When I woke up the following morning, my eye was on fire, an ooze of bloody pus trickling down my cheek. I went to the nurse’s office at school and was immediately sent to the ER, and it was there that the doctors said the entire socket was infected and the eyeball itself had been deprived of blood for so long the tissue was probably dead. The eyeball would likely have to be removed.
The surgery was delayed because we needed parental consent and Dad was not answering his phone. I made up a story about how he was a writer and turned off his phone when he was working. It wasn’t that far from the truth.
“What about your mother?” they asked me.
My mother could not find out about this. I’d see to that just as I’d made sure she’d never found out about the week we’d gone without electricity or the time Dad had left me in the forest all night.
(Don’t tell your mother.)
“My mom’s dead,” I told the doctors.
They eventually got hold of Dad and I was rushed into surgery. I woke up alone, in a dark room, and knew my eye was gone. As I lay there, groggy, my head throbbing, I wanted someone to wrap their arms around me, to kiss my forehead, to tell me things would be okay. But nobody did. Tentatively, I touched the gauze packing around my eye, and realized, with equal parts terror and relief, this secret would be impossible to conceal from my mother. Because she would see, and she would know, and if she knew, she wouldn’t let me stay here. Would she?
My father came into the room, and when he saw me awake, he began to weep. “Oh, Nat. Oh, buddy,” he said. “Look at you.”

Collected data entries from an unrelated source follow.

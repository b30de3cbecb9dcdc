//! Peripheral region requests and CSR slot assignment.
//!
//! Peripheral cores are external collaborators: each asks for a named region
//! of some size and kind, optionally an interrupt line and a pin resource,
//! and gets back a resolved [`AddressRegion`]. Requests without an explicit
//! base are packed into the CSR window after every slot the base SoC already
//! uses, in request order.

use std::collections::BTreeMap;

use serde::{Deserialize, Serialize};
use socle_map::{AddressRegion, InterruptLayer, MapError, OverrideLayer, RegionKind, RegionOverride};
use tracing::debug;

use crate::board::BoardDescriptor;
use crate::error::{ComposeError, Result};

/// Name of the control peripheral, always at CSR slot 0.
pub const CONTROL_PERIPHERAL: &str = "ctrl";

fn default_kind() -> RegionKind {
    RegionKind::Mmio
}

/// A collaborator's request for address space.
#[derive(Debug, Clone, PartialEq, Eq, Serialize, Deserialize)]
#[serde(rename_all = "kebab-case")]
pub struct PeripheralRequest {
    pub name: String,
    /// Requested size in bytes.
    pub size: u64,
    #[serde(default = "default_kind")]
    pub kind: RegionKind,
    /// Fixed base address; omitted for CSR-window allocation.
    #[serde(default, skip_serializing_if = "Option::is_none")]
    pub base: Option<u64>,
    #[serde(default, skip_serializing_if = "Option::is_none")]
    pub interrupt: Option<u32>,
    /// Pin resource the peripheral drives (must exist on the board).
    #[serde(default, skip_serializing_if = "Option::is_none")]
    pub pins: Option<String>,
}

impl PeripheralRequest {
    /// A register block in the CSR window.
    pub fn csr(name: impl Into<String>, size: u64) -> Self {
        Self {
            name: name.into(),
            size,
            kind: RegionKind::Mmio,
            base: None,
            interrupt: None,
            pins: None,
        }
    }

    /// A region at a fixed address (e.g., a memory behind a peripheral bus).
    pub fn fixed(name: impl Into<String>, base: u64, size: u64, kind: RegionKind) -> Self {
        Self {
            name: name.into(),
            size,
            kind,
            base: Some(base),
            interrupt: None,
            pins: None,
        }
    }

    pub fn with_interrupt(mut self, line: u32) -> Self {
        self.interrupt = Some(line);
        self
    }

    pub fn with_pins(mut self, resource: impl Into<String>) -> Self {
        self.pins = Some(resource.into());
        self
    }
}

/// Requests turned into layers the map and interrupt table can absorb.
#[derive(Debug, Clone)]
pub struct ResolvedPeripherals {
    pub regions: OverrideLayer,
    pub interrupts: InterruptLayer,
    /// Every occupied CSR slot, core peripherals included.
    pub csr_slots: BTreeMap<String, u32>,
}

/// Assign addresses to the core CSR peripherals and to `requests`.
pub fn resolve(
    board: &BoardDescriptor,
    with_control: bool,
    requests: &[PeripheralRequest],
) -> Result<ResolvedPeripherals> {
    let window = board
        .region(&board.csr.region)
        .ok_or_else(|| MapError::UnknownRegionReference {
            name: board.csr.region.clone(),
        })?;
    let slot_size = board.csr.slot_size;
    if slot_size == 0 {
        return Err(ComposeError::Validation {
            detail: format!("CSR window '{}' has a zero slot size", board.csr.region),
        });
    }
    let slot_base = |slot: u32| -> Result<u64> {
        u64::from(slot)
            .checked_mul(slot_size)
            .and_then(|offset| window.base.checked_add(offset))
            .ok_or_else(|| {
                MapError::AddressOverflow {
                    region: board.csr.region.clone(),
                }
                .into()
            })
    };

    let mut csr_slots = board.csr.slots.clone();
    if with_control {
        csr_slots.entry(CONTROL_PERIPHERAL.to_string()).or_insert(0);
    } else {
        csr_slots.remove(CONTROL_PERIPHERAL);
    }

    let mut regions = OverrideLayer::new("peripherals");
    for (name, &slot) in &csr_slots {
        regions.push(RegionOverride::Replace(
            AddressRegion::mmio(name.clone(), slot_base(slot)?, slot_size).within(board.csr.region.clone()),
        ));
    }

    let mut next_slot = csr_slots.values().max().map_or(0, |&s| s + 1);
    let mut interrupts = InterruptLayer::new("peripherals");
    let mut seen: Vec<&str> = Vec::new();
    for request in requests {
        let name = request.name.as_str();
        if seen.contains(&name) || csr_slots.contains_key(name) {
            return Err(ComposeError::DuplicatePeripheral { name: name.into() });
        }
        seen.push(name);

        if let Some(resource) = &request.pins {
            if board.pin_resource(resource).is_none() {
                return Err(ComposeError::UnknownPinResource {
                    peripheral: name.into(),
                    resource: resource.clone(),
                });
            }
        }

        let region = match request.base {
            Some(base) => AddressRegion::new(name, base, request.size, request.kind),
            None => {
                if request.kind != RegionKind::Mmio {
                    return Err(ComposeError::Validation {
                        detail: format!(
                            "peripheral '{name}' requests a {} region without a base address",
                            request.kind
                        ),
                    });
                }
                let slots = request.size.max(1).div_ceil(slot_size);
                let slot = next_slot;
                next_slot = u32::try_from(slots)
                    .ok()
                    .and_then(|n| next_slot.checked_add(n))
                    .ok_or_else(|| MapError::AddressOverflow {
                        region: board.csr.region.clone(),
                    })?;
                debug!(peripheral = name, slot, slots, "assigned CSR slot");
                csr_slots.insert(name.to_string(), slot);
                AddressRegion::mmio(name, slot_base(slot)?, request.size).within(board.csr.region.clone())
            }
        };
        regions.push(RegionOverride::Replace(region));

        if let Some(line) = request.interrupt {
            interrupts.lines.insert(name.to_string(), line);
        }
    }

    Ok(ResolvedPeripherals {
        regions,
        interrupts,
        csr_slots,
    })
}

#[cfg(test)]
mod tests {
    use super::*;

    #[test]
    fn control_peripheral_at_slot_zero() {
        let board = BoardDescriptor::fomu_evt();
        let resolved = resolve(&board, true, &[]).unwrap();
        assert_eq!(resolved.csr_slots.get(CONTROL_PERIPHERAL), Some(&0));
        let ctrl = resolved
            .regions
            .iter()
            .find(|o| o.target() == CONTROL_PERIPHERAL)
            .unwrap();
        assert!(matches!(ctrl, RegionOverride::Replace(r) if r.base == 0x6000_0000));
    }

    #[test]
    fn control_peripheral_optional() {
        let board = BoardDescriptor::fomu_evt();
        let resolved = resolve(&board, false, &[]).unwrap();
        assert!(!resolved.csr_slots.contains_key(CONTROL_PERIPHERAL));
    }

    #[test]
    fn requests_follow_core_slots() {
        let board = BoardDescriptor::fomu_evt();
        let requests = vec![
            PeripheralRequest::csr("usb", 0x1000).with_interrupt(3).with_pins("usb"),
            PeripheralRequest::csr("info", 0x100),
        ];
        let resolved = resolve(&board, true, &requests).unwrap();
        // Core slots end at timer0 = 5; usb needs two slots.
        assert_eq!(resolved.csr_slots["usb"], 6);
        assert_eq!(resolved.csr_slots["info"], 8);
        assert_eq!(resolved.interrupts.lines.get("usb"), Some(&3));
        let info = resolved.regions.iter().find(|o| o.target() == "info").unwrap();
        assert!(matches!(info, RegionOverride::Replace(r) if r.base == 0x6000_4000 && r.size == 0x100));
    }

    #[test]
    fn fixed_base_requests_are_top_level() {
        let board = BoardDescriptor::fomu_evt();
        let requests = vec![PeripheralRequest::fixed("sprom", 0x3000_0000, 0x1_0000, RegionKind::Rom)];
        let resolved = resolve(&board, true, &requests).unwrap();
        let sprom = resolved.regions.iter().find(|o| o.target() == "sprom").unwrap();
        assert!(matches!(sprom, RegionOverride::Replace(r) if r.within.is_none()));
        assert!(!resolved.csr_slots.contains_key("sprom"));
    }

    #[test]
    fn duplicate_requests_rejected() {
        let board = BoardDescriptor::fomu_evt();
        let requests = vec![PeripheralRequest::csr("usb", 4), PeripheralRequest::csr("usb", 4)];
        assert!(matches!(
            resolve(&board, true, &requests),
            Err(ComposeError::DuplicatePeripheral { ref name }) if name == "usb"
        ));
        let clash = vec![PeripheralRequest::csr("timer0", 4)];
        assert!(matches!(
            resolve(&board, true, &clash),
            Err(ComposeError::DuplicatePeripheral { .. })
        ));
    }

    #[test]
    fn unknown_pins_rejected() {
        let board = BoardDescriptor::tinyfpga_bx();
        let requests = vec![PeripheralRequest::csr("eth", 0x800).with_pins("eth_clocks")];
        assert!(matches!(
            resolve(&board, true, &requests),
            Err(ComposeError::UnknownPinResource { ref resource, .. }) if resource == "eth_clocks"
        ));
    }

    #[test]
    fn memory_request_needs_base() {
        let board = BoardDescriptor::fomu_evt();
        let mut request = PeripheralRequest::csr("spram", 0x1_0000);
        request.kind = RegionKind::Ram;
        assert!(matches!(
            resolve(&board, true, &[request]),
            Err(ComposeError::Validation { .. })
        ));
    }
}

At the sight of my father doubled over, sobbing, I understood that I would not tell my mother. The decision had already been made long ago. And with that, the lie I’d told the doctors about her being dead suddenly became true. To keep this secret from her, I’d have to keep myself from her. The realization sent a bolt of fury through me, shaking off the remaining sedation. In that terrible, tiny moment, I didn’t just hate my father, I wished he were dead.